All I wanted/expected was some Zofran and fluids, not a dangerous and potentially lethal drug interaction, but the doc wouldn’t believe me that Relpax was a triptan, saying he’d never heard of it,
It ended up in me physically covering the IV ports while a tech, a nurse, and the doc hollered at me. Eventually I managed to escape AMA, only to get raked over the coals by my company commander the next morning!
The CO insisted that I should stop trying to second guess doctors, after all I was only a staff sergeant, and next time I better just shut up and do what I was told. When I tried to explain about my educational background, he said I must be lying due to my young age. Trying to explain to him that I graduated college at 18 and thus had 2 years of PhD work under my belt when I enlisted at 20 was futile.
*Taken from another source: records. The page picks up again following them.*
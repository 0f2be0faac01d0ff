//! Single row or column composition with bounding box remapping
//!
//! Every tile of a strip is rescaled so that its cross-axis length equals the
//! smallest cross-axis length among the tiles, preserving aspect ratio. The
//! rescaled tiles are concatenated in input order and each tile's boxes are
//! scaled by the same factors and shifted by the accumulated main-axis length
//! of all preceding tiles.

use crate::geometry::{Axis, BBox};
use crate::io::error::{MosaicError, Result, shape_mismatch};
use crate::io::image::{DEFAULT_FILTER, FilterType, Image, concat, resize};
use tracing::debug;

/// Compose a strip with the default cubic filter
///
/// `boxes` is either empty (no annotations supplied) or holds exactly one box
/// list per image, possibly zero-length.
///
/// # Errors
///
/// Returns an error if:
/// - `images` is empty
/// - `boxes` is non-empty and its length differs from `images`
/// - An image has a zero-length side
pub fn compose_strip(
    images: Vec<Image>,
    boxes: Vec<Vec<BBox>>,
    axis: Axis,
) -> Result<(Image, Vec<BBox>)> {
    compose_strip_with_filter(images, boxes, axis, DEFAULT_FILTER)
}

/// Compose a strip using an explicit interpolation filter
///
/// # Errors
///
/// Same conditions as [`compose_strip`]
pub fn compose_strip_with_filter(
    images: Vec<Image>,
    boxes: Vec<Vec<BBox>>,
    axis: Axis,
    filter: FilterType,
) -> Result<(Image, Vec<BBox>)> {
    match images.len() {
        0 => {
            return Err(MosaicError::EmptyInput {
                stage: axis.name(),
            });
        }
        1 => return pass_through(images, boxes, axis),
        _ => {}
    }

    if !boxes.is_empty() && boxes.len() != images.len() {
        return Err(shape_mismatch(images.len(), boxes.len()));
    }

    let source_dims: Vec<(u32, u32)> = images.iter().map(Image::dimensions).collect();
    if let Some((index, &(width, height))) = source_dims
        .iter()
        .enumerate()
        .find(|(_, (width, height))| *width == 0 || *height == 0)
    {
        return Err(MosaicError::DegenerateImage {
            index,
            dimensions: (height, width),
        });
    }

    let min_len = source_dims
        .iter()
        .map(|&dims| axis.cross_len(dims))
        .min()
        .ok_or(MosaicError::EmptyInput {
            stage: axis.name(),
        })?;

    let target_dims: Vec<(u32, u32)> = source_dims
        .iter()
        .map(|&dims| {
            let scaled = scaled_length(axis.main_len(dims), axis.cross_len(dims), min_len);
            axis.dimensions(min_len, scaled)
        })
        .collect();

    let resized: Vec<Image> = images
        .iter()
        .zip(&target_dims)
        .map(|(img, &dims)| resize(img, dims, filter))
        .collect();
    drop(images);

    let strip = concat(&resized, axis)?;
    debug!(
        axis = axis.name(),
        tiles = resized.len(),
        cross = min_len,
        width = strip.width(),
        height = strip.height(),
        "composed strip"
    );

    if boxes.is_empty() {
        return Ok((strip, Vec::new()));
    }

    let remapped = remap_boxes(boxes, &source_dims, &target_dims, axis);
    Ok((strip, remapped))
}

// Aspect-preserving main-axis length once the cross axis is set to `min_len`
fn scaled_length(main: u32, cross: u32, min_len: u32) -> u32 {
    let scaled = f64::from(main) * f64::from(min_len) / f64::from(cross);
    scaled.round_ties_even().max(1.0) as u32
}

fn remap_boxes(
    boxes: Vec<Vec<BBox>>,
    source_dims: &[(u32, u32)],
    target_dims: &[(u32, u32)],
    axis: Axis,
) -> Vec<BBox> {
    let total = boxes.iter().map(Vec::len).sum();
    let mut remapped = Vec::with_capacity(total);
    let mut shift = 0u32;

    for ((list, &(src_w, src_h)), &(dst_w, dst_h)) in
        boxes.into_iter().zip(source_dims).zip(target_dims)
    {
        let sx = f64::from(dst_w) / f64::from(src_w);
        let sy = f64::from(dst_h) / f64::from(src_h);
        let offset = f64::from(shift);
        remapped.extend(
            list.into_iter()
                .map(|bbox| bbox.scaled(sx, sy).shifted(axis, offset)),
        );
        shift += axis.main_len((dst_w, dst_h));
    }

    remapped
}

// A lone tile is returned untouched together with its single box list
fn pass_through(
    images: Vec<Image>,
    boxes: Vec<Vec<BBox>>,
    axis: Axis,
) -> Result<(Image, Vec<BBox>)> {
    if boxes.len() > 1 {
        return Err(shape_mismatch(images.len(), boxes.len()));
    }
    let image = images.into_iter().next().ok_or(MosaicError::EmptyInput {
        stage: axis.name(),
    })?;
    Ok((image, boxes.into_iter().next().unwrap_or_default()))
}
He was a former enlisted infantry soldier who had gone OCS a few years back with one of those online bachelor’s degrees where you get three years of credit for “life experience”. Commanding a company full of “MI weenies”, more than 60% of whom had bachelor’s degrees and some 15% of whom had at least some graduate education was deeply threatening to his ego.
I never really mastered the technique of getting officers to listen to me if I was dismissed as ignorant because of my age. I think that perhaps if I had been able to serve until retirement age, it might have been easier to not be summarily dismissed.